En fait cela pose un problème de dextérité. Même si cela fonctionne, grâce au multitâches, ça n'est pas très pratique à utiliser : on est sur l'application e-commerce, ensuite on reçoit une notification de SMS avec le code de validation. Il faut ouvrir l'application SMS, retenir le code dans le cas où on ne peut pas le copier, retourner sur le site du vendeur. Cela risquerait de provoquer des abandons de panier.
Cela signifie qu'à l'heure actuelle, il est plus risqué pour un commerçant de vendre sur mobile ?
La sécurité sur mobile est encore délaissée. Sur les canaux les plus touchés par la fraude, près de 60 % des e-commerçants disent qu'il s'agit de la vente en ligne, et 31 % du canal mobile. Parmi les canaux faisant l'objet d'un contrôle de la fraude, cela concerne 83% des sites e-commerce, mais seulement 44% des sites mobiles. Si les fraudeurs se heurtent par exemple à 3-D Secure sur Internet, ils contourneront cet obstacle en se rendant sur mobile. On voit transfert de la fraude vers le canal le moins sécurisé.
Quels sont les leviers pour sécuriser le mobile ? Et quid des solutions de paiement en un clic ?
Paradoxalement, le mobile offre de nouvelles opportunités aux e-marchands pour se protéger.
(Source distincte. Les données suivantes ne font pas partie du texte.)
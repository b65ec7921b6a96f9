//! Batch compression off the tick thread
//!
//! Every compressed batch is represented by a [`CompressBatchPromise`]. A
//! broadcast submits one job per (buffer, codec) and queues the same promise
//! on every recipient; sessions send resolved promises strictly in queue order.

use crate::config::NetworkConfig;
use bytes::Bytes;
use parking_lot::Mutex;
use protobridge_core::{BridgeError, Result};
use protobridge_protocol::{Compressor, PacketBatch};
use std::sync::atomic::{AtomicUsize, Ordering};
use std::sync::Arc;
use tokio::runtime::Handle;

#[derive(Debug)]
enum PromiseState {
    Pending,
    Resolved(Bytes),
    Failed(String),
}

/// Shared result of one compression job
#[derive(Debug, Clone)]
pub struct CompressBatchPromise {
    state: Arc<Mutex<PromiseState>>,
}

impl CompressBatchPromise {
    pub fn pending() -> Self {
        Self {
            state: Arc::new(Mutex::new(PromiseState::Pending)),
        }
    }

    pub fn resolved(payload: Bytes) -> Self {
        Self {
            state: Arc::new(Mutex::new(PromiseState::Resolved(payload))),
        }
    }

    /// Settle the promise; later calls are ignored
    pub fn resolve(&self, result: Result<Bytes>) {
        let mut state = self.state.lock();
        if matches!(*state, PromiseState::Pending) {
            *state = match result {
                Ok(payload) => PromiseState::Resolved(payload),
                Err(e) => PromiseState::Failed(e.to_string()),
            };
        }
    }

    pub fn is_resolved(&self) -> bool {
        !matches!(*self.state.lock(), PromiseState::Pending)
    }

    /// Compressed payload, `None` while the job is running
    pub fn result(&self) -> Option<Result<Bytes>> {
        match &*self.state.lock() {
            PromiseState::Pending => None,
            PromiseState::Resolved(payload) => Some(Ok(payload.clone())),
            PromiseState::Failed(message) => Some(Err(BridgeError::Compression(message.clone()))),
        }
    }

    /// Whether both handles refer to the same job
    pub fn same_job(&self, other: &Self) -> bool {
        Arc::ptr_eq(&self.state, &other.state)
    }
}

/// Runs compression jobs, inline or on the tokio blocking pool
#[derive(Debug)]
pub struct CompressionPool {
    async_enabled: bool,
    async_threshold: usize,
    runtime: Option<Handle>,
    submitted: AtomicUsize,
}

impl CompressionPool {
    /// Async jobs need a tokio runtime to be current when the pool is created;
    /// without one every job runs inline.
    pub fn new(async_enabled: bool, async_threshold: usize) -> Self {
        let runtime = Handle::try_current().ok();
        if async_enabled && runtime.is_none() {
            tracing::warn!("No tokio runtime available, compressing batches synchronously");
        }
        Self {
            async_enabled,
            async_threshold,
            runtime,
            submitted: AtomicUsize::new(0),
        }
    }

    pub fn synchronous() -> Self {
        Self::new(false, usize::MAX)
    }

    pub fn from_config(config: &NetworkConfig) -> Self {
        Self::new(config.async_compression, config.async_compression_threshold)
    }

    /// Number of jobs submitted so far
    pub fn submitted(&self) -> usize {
        self.submitted.load(Ordering::Relaxed)
    }

    /// Submit one compression job for a batch
    pub fn prepare_batch(
        &self,
        batch: &PacketBatch,
        compressor: Arc<dyn Compressor>,
        force_sync: bool,
    ) -> CompressBatchPromise {
        self.submitted.fetch_add(1, Ordering::Relaxed);
        let buffer = batch.buffer().clone();

        let runtime = match &self.runtime {
            Some(runtime) if self.async_enabled && !force_sync && buffer.len() >= self.async_threshold => runtime,
            _ => {
                tracing::trace!("Compressing {} byte batch inline", buffer.len());
                let promise = CompressBatchPromise::pending();
                promise.resolve(compressor.compress(&buffer).map(Bytes::from));
                return promise;
            }
        };

        tracing::trace!("Compressing {} byte batch on the blocking pool", buffer.len());
        let promise = CompressBatchPromise::pending();
        let job = promise.clone();
        runtime.spawn_blocking(move || {
            job.resolve(compressor.compress(&buffer).map(Bytes::from));
        });
        promise
    }
}

impl Default for CompressionPool {
    fn default() -> Self {
        Self::synchronous()
    }
}
//! Host collaborators
//!
//! The bridge does not own game state. The host hands it explicit snapshots
//! and handles through [`HostBindings`] when a player is created, and receives
//! inbound game packets and lifecycle notifications through [`GameHost`].

use crate::handshake::{LoginOutcome, PlayerInfo, VerificationRequest};
use async_trait::async_trait;
use protobridge_core::{BlockPosition, ConnectionId, GameMode, Result, Vector3};
use protobridge_protocol::packets::ServerboundPacket;
use protobridge_protocol::types::abilities::*;
use protobridge_protocol::types::{Attribute, EntityMetadata};
use protobridge_protocol::ClientboundPacket;
use std::collections::BTreeMap;
use std::fmt;
use std::sync::Arc;

/// Player state the bridge reads when building packets
#[derive(Debug, Clone, PartialEq)]
pub struct PlayerSnapshot {
    pub actor_unique_id: i64,
    pub actor_runtime_id: u64,
    pub username: String,
    pub game_mode: GameMode,
    pub position: Vector3,
    pub pitch: f32,
    pub yaw: f32,
    pub is_operator: bool,
    pub auto_jump: bool,
    pub allow_flight: bool,
    pub has_block_collision: bool,
    pub flying: bool,
    pub attributes: Vec<Attribute>,
    pub metadata: EntityMetadata,
}

impl PlayerSnapshot {
    pub fn is_spectator(&self) -> bool {
        self.game_mode == GameMode::Spectator
    }

    /// Canonical abilities for the player's current state
    pub fn abilities(&self) -> AbilitiesData {
        let spectator = self.is_spectator();
        let creative = self.game_mode == GameMode::Creative;
        let bool_abilities: BTreeMap<u8, bool> = [
            (ABILITY_BUILD, !spectator),
            (ABILITY_MINE, !spectator),
            (ABILITY_DOORS_AND_SWITCHES, !spectator),
            (ABILITY_OPEN_CONTAINERS, !spectator),
            (ABILITY_ATTACK_PLAYERS, !spectator),
            (ABILITY_ATTACK_MOBS, !spectator),
            (ABILITY_OPERATOR, self.is_operator),
            (ABILITY_TELEPORT, self.is_operator),
            (ABILITY_INVULNERABLE, creative),
            (ABILITY_FLYING, self.flying),
            (ABILITY_ALLOW_FLIGHT, self.allow_flight),
            (ABILITY_INFINITE_RESOURCES, creative),
            (ABILITY_LIGHTNING, false),
            (ABILITY_MUTED, false),
            (ABILITY_WORLD_BUILDER, false),
            (ABILITY_NO_CLIP, !self.has_block_collision),
        ]
        .into_iter()
        .collect();

        let (command_permission, player_permission) = if self.is_operator {
            (CommandPermissions::Operator, PlayerPermissions::Operator)
        } else {
            (CommandPermissions::Normal, PlayerPermissions::Member)
        };
        AbilitiesData::new(
            command_permission,
            player_permission,
            self.actor_unique_id,
            vec![AbilitiesLayer::new(
                LAYER_BASE,
                bool_abilities,
                Some(DEFAULT_FLY_SPEED),
                Some(DEFAULT_WALK_SPEED),
            )],
        )
    }
}

/// World state the start game packet is built from
#[derive(Debug, Clone, PartialEq)]
pub struct WorldSnapshot {
    pub world_name: String,
    pub server_game_mode: GameMode,
    pub difficulty: i32,
    pub spawn_position: BlockPosition,
    pub time: i32,
    pub current_tick: i64,
    pub max_view_distance: i32,
}

/// Sync packets of a player's inventory manager
pub trait InventorySync: Send + Sync + fmt::Debug {
    fn sync_all(&self) -> Vec<ClientboundPacket>;

    fn sync_creative(&self) -> Vec<ClientboundPacket>;

    fn sync_selected_hotbar_slot(&self) -> Vec<ClientboundPacket>;
}

/// What a session holds of its player once the host created it
#[derive(Debug, Clone)]
pub struct HostBindings {
    pub player: PlayerSnapshot,
    pub inventory: Arc<dyn InventorySync>,
}

impl HostBindings {
    pub fn new(player: PlayerSnapshot, inventory: Arc<dyn InventorySync>) -> Self {
        Self { player, inventory }
    }
}

/// The game server behind the bridge
pub trait GameHost: Send + Sync {
    /// Create the player for a verified login
    fn create_player(&self, connection: ConnectionId, info: &PlayerInfo) -> Result<HostBindings>;

    fn world(&self, connection: ConnectionId) -> WorldSnapshot;

    /// Inbound packet in canonical form, after the bridge's own handling
    ///
    /// The returned packets are sent to the same session. `InvalidData` and
    /// `Protocol` errors are treated as bad packets.
    fn handle_game_packet(&self, connection: ConnectionId, packet: ServerboundPacket)
        -> Result<Vec<ClientboundPacket>>;

    /// Called once for every session that had a player, whoever closed it
    fn on_disconnect(&self, connection: ConnectionId, reason: &str);
}

/// Identity chain verification, run off the tick thread
#[async_trait]
pub trait LoginVerifier: Send + Sync {
    async fn verify(&self, request: VerificationRequest) -> Result<LoginOutcome>;
}


#[cfg(test)]
mod tests {
    use super::*;

    #[test]
    fn test_operator_abilities() {
        let mut player = fixtures::alex();
        player.is_operator = true;
        player.flying = true;
        let abilities = player.abilities();
        assert_eq!(abilities.command_permission, CommandPermissions::Operator);
        assert_eq!(abilities.player_permission, PlayerPermissions::Operator);
        assert_eq!(abilities.target_actor_unique_id, 9);
        let base = abilities.base_layer().unwrap();
        assert!(base.ability(ABILITY_OPERATOR));
        assert!(base.ability(ABILITY_FLYING));
        assert!(!base.ability(ABILITY_NO_CLIP));
    }

    #[test]
    fn test_spectator_cannot_build() {
        let mut player = fixtures::alex();
        player.game_mode = GameMode::Spectator;
        let abilities = player.abilities();
        assert_eq!(abilities.player_permission, PlayerPermissions::Member);
        assert!(!abilities.base_layer().unwrap().ability(ABILITY_BUILD));
    }
}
En fait les systèmes d'exploitation mobiles sont bien moins perfectionnés que les systèmes d'exploitation pour ordinateur, ce qui donne accès à tout un tas d'informations que l'on peut mettre à profit dans la lutte anti-fraude. Et on peut utiliser des fonctions comme la géolocalisation, même si ça existe aussi sur PC.
Les solutions en un clic, elles ne sont pas moins sûres. Je vais prêcher pour ma paroisse mais par exemple, le système V.me développé par Visa est efficace car il intègre la gestion du risque. Je pense que ce genre de solution représente l'avenir et qu'on les utilisera très largement d'ici cinq à six ans.
Développer un moyen de paiement nouveau et le faire adopter prend toujours du temps car il doit passer par deux phases, d'abord la technique, et ensuite le marketing. L'évangélisation des marchands et des distributeurs, comme avec le NFC, peut être retardée par les craintes qui planent autour de la sécurité.
Finalement, quel est le coût de la fraude pour un e-commerçant ?
Il est assurément plus élevé que ce qu'on imagine. La Banque de France donne des statistiques sur le coût de la fraude mais il ne faut pas prendre ne compte uniquement le prix de la marchandise. À chaque fraude, un e-commerçant doit faire face à des frais supplémentaires : bancaires, juridiques, etc.
Au bout du compte, la note augmente sensiblement. On estime que le véritable coût pour les e-commerçants est quatre fois plus élevé que le prix de la marchandise elle-même.